Sure enough, a potential buyer really was out there sniffing around—and not just at the new Atlantic City Hilton, but the entire Hilton hotel chain.

Hostile Takeover?

B
arron Hilton had previously argued that one of the main reasons his father had wanted him to have the option of purchasing any excess stock held by the foundation was in order to prevent anyone else from doing so and thereby taking over the Hilton chain. That’s exactly what seemed to be happening by the spring of 1985.

A few days after Barron was denied his license in New Jersey, hotel mogul Stephen Wynn—the then forty-three-year-old chairman of Golden Nugget, Inc., which owned two of the most profitable casino hotels in business in Atlantic City and in Las Vegas—launched a takeover bid for the Hilton Hotels Corporation by making a surprising bid to buy Conrad’s 27.4 percent block of shares, the same shares that Barron and the foundation had been fighting over for many years. Wynn offered to pay $488 million, or $72 a share. Barron’s top offer up until this point had been just $24 a share. Wynn’s probable intention was that if he should succeed in this bid, he would then attempt to buy out the other shareholders at the same price, at a cost of about $1.8 billion. Then the company would be all his.

Barron Hilton likely thought that Wynn was a young upstart who didn’t have nearly enough capital to pull off such a major and hostile takeover. At this point, Hilton Hotels had earned more than $100 million over its last four quarters and owned $1.2 billion in assets, whereas Wynn’s company had earned just $20.6 million in the same period with assets only two-thirds as big.
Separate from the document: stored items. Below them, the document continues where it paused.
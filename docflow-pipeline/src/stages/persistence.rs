//! ABOUTME: Persistence Stage (C10): image upload, Markdown rewrite, question extraction, commit

use crate::store::{DocumentStore, PersistenceError, QuestionStore};
use docflow_core::{
    Document, PipelineError, PipelineState, PromptTemplateRegistry, Question, QuestionKind,
};
use docflow_llm::{parse_llm_json, LlmProvider};
use docflow_objectstore::ObjectStore;
use std::collections::{BTreeMap, HashMap};
use std::io::Read;
use std::sync::Arc;

const MARKDOWN_TRUNCATION_LIMIT: usize = 25_000;
const TRUNCATION_MARKER: &str = "\n... [truncated]";

fn read_raw_markdown(zip_path: &std::path::Path) -> Result<String, String> {
    let file = std::fs::File::open(zip_path).map_err(|e| e.to_string())?;
    let mut archive = zip::ZipArchive::new(file).map_err(|e| e.to_string())?;
    for i in 0..archive.len() {
        let mut entry = archive.by_index(i).map_err(|e| e.to_string())?;
        if entry.name().ends_with(".md") {
            let mut content = String::new();
            entry.read_to_string(&mut content).map_err(|e| e.to_string())?;
            return Ok(content);
        }
    }
    Ok(String::new())
}

/// Rewrites every local image reference to its uploaded public URL,
/// longest-ref-first so a ref that's a prefix of another doesn't get
/// partially clobbered (§4.10 rule 2).
fn rewrite_image_references(markdown: &str, url_map: &HashMap<String, String>) -> String {
    let mut refs: Vec<&String> = url_map.keys().collect();
    refs.sort_by_key(|r| std::cmp::Reverse(r.len()));

    let mut result = markdown.to_string();
    for local_ref in refs {
        let public_url = &url_map[local_ref];
        result = result.replace(&format!("]({local_ref})"), &format!("]({public_url})"));
        result = result.replace(&format!("src=\"{local_ref}\""), &format!("src=\"{public_url}\""));
        result = result.replace(&format!("src='{local_ref}'"), &format!("src='{public_url}'"));
    }
    result
}

fn truncate(markdown: &str) -> String {
    if markdown.chars().count() <= MARKDOWN_TRUNCATION_LIMIT {
        return markdown.to_string();
    }
    let truncated: String = markdown.chars().take(MARKDOWN_TRUNCATION_LIMIT).collect();
    format!("{truncated}{TRUNCATION_MARKER}")
}

struct ExtractedQuestion {
    question_number: Option<u64>,
    question_text: String,
    question_type: QuestionKind,
    options: BTreeMap<String, String>,
    image_urls: Vec<String>,
}

fn parse_question_kind(s: &str) -> Option<QuestionKind> {
    match s {
        "multiple_choice" => Some(QuestionKind::MultipleChoice),
        "open_ended" => Some(QuestionKind::OpenEnded),
        "true_false" => Some(QuestionKind::TrueFalse),
        "fill_in_blank" => Some(QuestionKind::FillInBlank),
        _ => None,
    }
}

/// Drops entries not conforming to the expected shape (§4.10 rule 4)
/// rather than failing the whole batch on one bad element.
fn extract_questions(value: &serde_json::Value) -> Vec<ExtractedQuestion> {
    let Some(array) = value.as_array() else {
        return Vec::new();
    };

    array
        .iter()
        .filter_map(|entry| {
            let question_text = entry.get("question_text")?.as_str()?.to_string();
            let question_type = entry
                .get("question_type")
                .and_then(serde_json::Value::as_str)
                .and_then(parse_question_kind)
                .unwrap_or(QuestionKind::OpenEnded);
            let question_number = entry.get("question_number").and_then(serde_json::Value::as_u64);
            let options = entry
                .get("options")
                .and_then(serde_json::Value::as_object)
                .map(|map| {
                    map.iter()
                        .filter_map(|(k, v)| v.as_str().map(|s| (k.clone(), s.to_string())))
                        .collect()
                })
                .unwrap_or_default();
            let image_urls = entry
                .get("image_urls")
                .and_then(serde_json::Value::as_array)
                .map(|arr| {
                    arr.iter()
                        .filter_map(|v| v.as_str().map(ToString::to_string))
                        .collect()
                })
                .unwrap_or_default();

            Some(ExtractedQuestion {
                question_number,
                question_text,
                question_type,
                options,
                image_urls,
            })
        })
        .collect()
}

/// On any failure, the caller is expected to treat this as a hard pipeline
/// abort (§4.10, §7: "Persistence failures abort the job").
#[tracing::instrument(skip_all, fields(job_id = %state.job_id))]
pub async fn run(
    state: &mut PipelineState,
    object_store: &Arc<dyn ObjectStore>,
    llm: &Arc<dyn LlmProvider>,
    templates: &PromptTemplateRegistry,
    document_store: &Arc<dyn DocumentStore>,
    question_store: &Arc<dyn QuestionStore>,
) -> Result<(), PipelineError> {
    let zip_path = state.output_zip_path.clone().ok_or_else(|| {
        PipelineError::general("persistence stage requires output_zip_path")
    })?;

    let raw_markdown = state.raw_markdown.clone().unwrap_or(
        read_raw_markdown(&zip_path)
            .map_err(|e| PipelineError::general(format!("failed to read zip markdown: {e}")))?,
    );

    let image_map = object_store
        .upload_images_from_zip(&zip_path, &state.user_id, &state.job_id.to_string())
        .await?;
    state.image_url_map = image_map.clone();

    let rewritten_markdown = rewrite_image_references(&raw_markdown, &image_map);
    state.rewritten_markdown = Some(rewritten_markdown.clone());

    let template = templates
        .get("question_extraction")
        .ok_or_else(|| PipelineError::general("missing question_extraction template"))?;
    let mut vars = HashMap::new();
    vars.insert("markdown_content".to_string(), truncate(&rewritten_markdown));
    let prompt = template.render(&vars);

    let response = llm.invoke(&prompt).await?;
    let parsed = parse_llm_json(&response)
        .ok_or_else(|| PipelineError::general("could not parse question extraction response"))?;
    let extracted = extract_questions(&parsed);

    let document = Document {
        id: docflow_core::DocumentId::new(),
        user_id: state.user_id.clone(),
        original_filename: state
            .filename
            .clone()
            .unwrap_or_else(|| state.source_ref.clone()),
        source_ref: state.source_ref.clone(),
        job_id: state.job_id,
        raw_markdown,
        cleaned_markdown: None,
        rewritten_markdown,
        kind: state.kind,
        question_count: u32::try_from(extracted.len()).unwrap_or(u32::MAX),
    };
    let document_id = document.id;

    let questions: Vec<Question> = extracted
        .into_iter()
        .enumerate()
        .map(|(i, q)| {
            let ordinal = q.question_number.unwrap_or(i as u64 + 1) as u32;
            let mut question = Question::new(
                &state.user_id,
                document_id,
                ordinal,
                q.question_text,
                q.question_type,
                q.options,
            );
            question.image_refs = q.image_urls;
            question
        })
        .collect();

    let tx = document_store
        .begin_transaction()
        .await
        .map_err(persistence_error)?;

    if let Err(e) = document_store.insert_in_tx(&tx, document).await {
        tx.rollback().await;
        return Err(persistence_error(e));
    }

    let question_ids = match question_store.insert_many_in_tx(&tx, questions).await {
        Ok(ids) => ids,
        Err(e) => {
            tx.rollback().await;
            return Err(persistence_error(e));
        }
    };

    tx.commit().await.map_err(persistence_error)?;

    state.document_id = Some(document_id);
    state.question_ids = question_ids;

    Ok(())
}

fn persistence_error(err: PersistenceError) -> PipelineError {
    PipelineError::storage_with_source(err.to_string(), err)
}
Whether or not Barron had the full support of some of the other shareholders at this time was questionable because of the dispute over Barron’s Option. If those particular shareholders were annoyed enough with Barron, they could actually side with Wynn, and Hilton could end up losing his whole company. Given these possible scenarios, it was as if Steve Wynn had become a major threat overnight.

Another big problem for Barron Hilton at this time was that his image was taking a bit of a thrashing in the media. For instance,
Forbes
pointed out Barron’s role in the company’s divesting of its international chain—Nicky’s division—back in 1969. The magazine also reported critically about Barron’s handling of the Carte Blanche credit card business and the millions he had lost in that particular endeavor. (The publication neglected to mention that Barron sold the company to Citibank for a tidy profit of $16.5 million in 1965.) The press didn’t really have a lot to pick through in terms of Barron’s mistakes, though. If that was the best
Forbes
could come up with—two incidents in a career spanning almost forty years—then it could be argued that Barron was in pretty good shape. Still, because of his idea of building a hotel in Atlantic City before he had a license to open one there, Barron’s critics were eager to note that he could lose as much as $50 million in the summer of 1985 from revenues that might have been generated by the Atlantic City Hilton.